This Working Party held a joint meeting with the Australasian forest genetics group in Hobart, Australia in April 2007. Our plans are now to look at the efficacy of having a following up meeting in several years, possibly in southern Latin America or having a satellite meeting in junction with IUFRO 2010 Congress.
There are several areas of importance. Breeding programs for major southern pines are all in the advanced generations, development of breeding and deployment strategies is one of the major area to capture additive and non-additive genetic gains in advanced generations. There is increased emphasis to make pine hybrid crosses between the US southern pines and the Mexican closed cone pines to improve growth, wood quality and disease resistance.
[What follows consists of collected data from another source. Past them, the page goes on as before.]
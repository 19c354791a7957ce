//! Configuration loading and root folder resolution
//!
//! Every setting resolves with the same priority order:
//! 1. Command-line argument (root folder only)
//! 2. Environment variable
//! 3. TOML config file
//! 4. Compiled default

use crate::{Error, Result};
use serde::{Deserialize, Serialize};
use std::path::{Path, PathBuf};
use std::time::Duration;
use tracing::{debug, warn};

/// Environment variable overriding the root folder
pub const ENV_ROOT_FOLDER: &str = "CADENZA_ROOT_FOLDER";
/// Environment variable overriding the MusicBrainz contact address
pub const ENV_MUSICBRAINZ_EMAIL: &str = "CADENZA_MUSICBRAINZ_EMAIL";
/// Environment variable overriding the embedding service base URL
pub const ENV_EMBEDDING_URL: &str = "CADENZA_EMBEDDING_URL";
/// Environment variable overriding the ingest worker count
pub const ENV_WORKER_COUNT: &str = "CADENZA_WORKER_COUNT";

const DEFAULT_MUSICBRAINZ_URL: &str = "https://musicbrainz.org/ws/2";
const DEFAULT_MUSICBRAINZ_EMAIL: &str = "admin@localhost";
const DEFAULT_EMBEDDING_URL: &str = "http://localhost:8000";
const DEFAULT_REQUEST_TIMEOUT_SECS: u64 = 60;
const DEFAULT_WORKER_COUNT: usize = 4;
const DEFAULT_SIMILAR_TOP_N: usize = 5;

/// On-disk TOML configuration (`cadenza.toml`)
///
/// All sections are optional; missing keys fall back to compiled defaults.
#[derive(Debug, Clone, Default, Serialize, Deserialize, PartialEq)]
#[serde(default)]
pub struct TomlConfig {
    pub storage: StorageConfig,
    pub services: ServicesConfig,
    pub ingest: IngestConfig,
    pub logging: LoggingConfig,
}

/// `[storage]` section
#[derive(Debug, Clone, Default, Serialize, Deserialize, PartialEq)]
#[serde(default)]
pub struct StorageConfig {
    /// Root folder holding the database and blob directory
    pub root_folder: Option<PathBuf>,
    /// Blob directory (relative paths resolve against the root folder)
    pub blob_dir: Option<PathBuf>,
    /// Database file (relative paths resolve against the root folder)
    pub database_file: Option<PathBuf>,
}

/// `[services]` section
#[derive(Debug, Clone, Default, Serialize, Deserialize, PartialEq)]
#[serde(default)]
pub struct ServicesConfig {
    pub musicbrainz_url: Option<String>,
    /// Contact address sent in the MusicBrainz User-Agent
    pub musicbrainz_email: Option<String>,
    /// Base URL of the audio feature-extraction service
    pub embedding_url: Option<String>,
    pub request_timeout_secs: Option<u64>,
}

/// `[ingest]` section
#[derive(Debug, Clone, Default, Serialize, Deserialize, PartialEq)]
#[serde(default)]
pub struct IngestConfig {
    /// Maximum number of files processed concurrently across all batches
    pub worker_count: Option<usize>,
    pub similar_top_n: Option<usize>,
}

/// `[logging]` section
#[derive(Debug, Clone, Serialize, Deserialize, PartialEq)]
#[serde(default)]
pub struct LoggingConfig {
    /// Default filter directive when RUST_LOG is unset
    pub level: String,
}

impl Default for LoggingConfig {
    fn default() -> Self {
        Self {
            level: "info".to_string(),
        }
    }
}

/// Fully resolved runtime settings
#[derive(Debug, Clone)]
pub struct Settings {
    pub root_folder: PathBuf,
    pub database_path: PathBuf,
    pub blob_dir: PathBuf,
    pub musicbrainz_url: String,
    pub musicbrainz_email: String,
    pub embedding_url: String,
    pub request_timeout: Duration,
    pub worker_count: usize,
    pub similar_top_n: usize,
    pub log_level: String,
}

impl Settings {
    /// Resolve settings from CLI argument, environment and TOML config
    pub fn resolve(cli_root_folder: Option<&Path>, toml: &TomlConfig) -> Result<Self> {
        let root_folder = resolve_root_folder(cli_root_folder, toml);

        let database_path = relative_to(
            &root_folder,
            toml.storage
                .database_file
                .clone()
                .unwrap_or_else(|| PathBuf::from("cadenza.db")),
        );
        let blob_dir = relative_to(
            &root_folder,
            toml.storage
                .blob_dir
                .clone()
                .unwrap_or_else(|| PathBuf::from("blobs")),
        );

        let worker_count = match std::env::var(ENV_WORKER_COUNT) {
            Ok(raw) => raw.trim().parse::<usize>().map_err(|_| {
                Error::Config(format!("{} must be a positive integer, got '{}'", ENV_WORKER_COUNT, raw))
            })?,
            Err(_) => toml.ingest.worker_count.unwrap_or(DEFAULT_WORKER_COUNT),
        };
        if worker_count == 0 {
            return Err(Error::Config("ingest worker count must be at least 1".to_string()));
        }

        Ok(Self {
            root_folder,
            database_path,
            blob_dir,
            musicbrainz_url: toml
                .services
                .musicbrainz_url
                .clone()
                .unwrap_or_else(|| DEFAULT_MUSICBRAINZ_URL.to_string()),
            musicbrainz_email: env_or(
                ENV_MUSICBRAINZ_EMAIL,
                toml.services.musicbrainz_email.as_deref(),
                DEFAULT_MUSICBRAINZ_EMAIL,
            ),
            embedding_url: env_or(
                ENV_EMBEDDING_URL,
                toml.services.embedding_url.as_deref(),
                DEFAULT_EMBEDDING_URL,
            ),
            request_timeout: Duration::from_secs(
                toml.services
                    .request_timeout_secs
                    .unwrap_or(DEFAULT_REQUEST_TIMEOUT_SECS),
            ),
            worker_count,
            similar_top_n: toml.ingest.similar_top_n.unwrap_or(DEFAULT_SIMILAR_TOP_N),
            log_level: toml.logging.level.clone(),
        })
    }
}

/// Root folder resolution:
/// 1. Command-line argument (highest priority)
/// 2. `CADENZA_ROOT_FOLDER`
/// 3. `[storage] root_folder` in TOML
/// 4. OS-dependent compiled default
pub fn resolve_root_folder(cli_arg: Option<&Path>, toml: &TomlConfig) -> PathBuf {
    if let Some(path) = cli_arg {
        return path.to_path_buf();
    }

    if let Ok(path) = std::env::var(ENV_ROOT_FOLDER) {
        if !path.trim().is_empty() {
            return PathBuf::from(path);
        }
    }

    if let Some(path) = &toml.storage.root_folder {
        return path.clone();
    }

    default_root_folder()
}

/// Load TOML config from an explicit path
pub fn load_toml_config(path: &Path) -> Result<TomlConfig> {
    let content = std::fs::read_to_string(path)
        .map_err(|e| Error::Config(format!("Read {} failed: {}", path.display(), e)))?;
    toml::from_str(&content)
        .map_err(|e| Error::Config(format!("Parse {} failed: {}", path.display(), e)))
}

/// Load TOML config from an explicit path, or the default location if present
///
/// A missing default file yields `TomlConfig::default()`; a missing explicit
/// file is an error.
pub fn load_or_default(explicit: Option<&Path>) -> Result<TomlConfig> {
    if let Some(path) = explicit {
        return load_toml_config(path);
    }

    match default_config_path() {
        Some(path) if path.exists() => {
            debug!("Loading config from {}", path.display());
            load_toml_config(&path)
        }
        _ => {
            debug!("No config file found, using defaults");
            Ok(TomlConfig::default())
        }
    }
}

/// Default config file location (`~/.config/cadenza/cadenza.toml` on Linux)
pub fn default_config_path() -> Option<PathBuf> {
    dirs::config_dir().map(|d| d.join("cadenza").join("cadenza.toml"))
}

/// Get OS-dependent default root folder path
fn default_root_folder() -> PathBuf {
    match dirs::data_local_dir() {
        Some(dir) => dir.join("cadenza"),
        None => {
            warn!("Could not determine data directory, using ./cadenza_data");
            PathBuf::from("./cadenza_data")
        }
    }
}

fn env_or(var: &str, toml_value: Option<&str>, default: &str) -> String {
    match std::env::var(var) {
        Ok(value) if !value.trim().is_empty() => value,
        _ => toml_value.unwrap_or(default).to_string(),
    }
}

fn relative_to(root: &Path, path: PathBuf) -> PathBuf {
    if path.is_absolute() {
        path
    } else {
        root.join(path)
    }
}

#[cfg(test)]
mod tests {
    use super::*;

    #[test]
    fn test_relative_paths_resolve_against_root() {
        let root = Path::new("/srv/cadenza");
        assert_eq!(
            relative_to(root, PathBuf::from("blobs")),
            PathBuf::from("/srv/cadenza/blobs")
        );
        assert_eq!(
            relative_to(root, PathBuf::from("/var/blobs")),
            PathBuf::from("/var/blobs")
        );
    }

    #[test]
    fn test_cli_root_folder_wins() {
        let toml = TomlConfig {
            storage: StorageConfig {
                root_folder: Some(PathBuf::from("/from/toml")),
                ..Default::default()
            },
            ..Default::default()
        };
        let resolved = resolve_root_folder(Some(Path::new("/from/cli")), &toml);
        assert_eq!(resolved, PathBuf::from("/from/cli"));
    }

    #[test]
    fn test_partial_toml_parses_with_defaults() {
        let toml: TomlConfig = toml::from_str(
            r#"
            [services]
            embedding_url = "http://embedder:8000"
            "#,
        )
        .unwrap();

        assert_eq!(toml.services.embedding_url.as_deref(), Some("http://embedder:8000"));
        assert_eq!(toml.logging.level, "info");
        assert!(toml.ingest.worker_count.is_none());
    }
}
Of great concern to plantation growers is developing resistance to the pitch canker fungus which currently have the potential to adversely affect P. radiata and P. patula. There also has been much emphasis to better understand the genetics of wood quality. Recent development of non-destructive tools to measure wood quality traits facilitated a great progress in understanding inheritance of a suit of wood traits and made it possible to screen young trees of large number for breeding program. We are finding that NIR models developed to predict chemical properties of tropical pines also are functional for the southern pines. Also economic breeding objectives were developed for radiata pine structure timber production.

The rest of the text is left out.